### Your task
In the entries below, find the line containing "catalog quantities with". Copy it and all lines after it, exactly, through the end.
• • • •
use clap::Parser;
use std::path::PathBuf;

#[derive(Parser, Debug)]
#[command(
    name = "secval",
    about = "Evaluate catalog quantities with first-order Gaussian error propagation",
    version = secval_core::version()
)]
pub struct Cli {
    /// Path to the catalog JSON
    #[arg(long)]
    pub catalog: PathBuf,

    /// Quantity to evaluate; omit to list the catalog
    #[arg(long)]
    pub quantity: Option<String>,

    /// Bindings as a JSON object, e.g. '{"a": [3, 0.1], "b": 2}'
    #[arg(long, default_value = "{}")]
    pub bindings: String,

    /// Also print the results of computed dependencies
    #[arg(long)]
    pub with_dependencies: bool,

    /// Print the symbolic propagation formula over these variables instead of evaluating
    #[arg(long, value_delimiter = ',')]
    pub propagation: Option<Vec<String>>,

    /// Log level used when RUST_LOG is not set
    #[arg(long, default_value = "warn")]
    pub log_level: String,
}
• • • •
### Output for this task
    about = "Evaluate catalog quantities with first-order Gaussian error propagation",
    version = secval_core::version()
)]
pub struct Cli {
    /// Path to the catalog JSON
    #[arg(long)]
    pub catalog: PathBuf,

    /// Quantity to evaluate; omit to list the catalog
    #[arg(long)]
    pub quantity: Option<String>,

    /// Bindings as a JSON object, e.g. '{"a": [3, 0.1], "b": 2}'
    #[arg(long, default_value = "{}")]
    pub bindings: String,

    /// Also print the results of computed dependencies
    #[arg(long)]
    pub with_dependencies: bool,

    /// Print the symbolic propagation formula over these variables instead of evaluating
    #[arg(long, value_delimiter = ',')]
    pub propagation: Option<Vec<String>>,

    /// Log level used when RUST_LOG is not set
    #[arg(long, default_value = "warn")]
    pub log_level: String,
}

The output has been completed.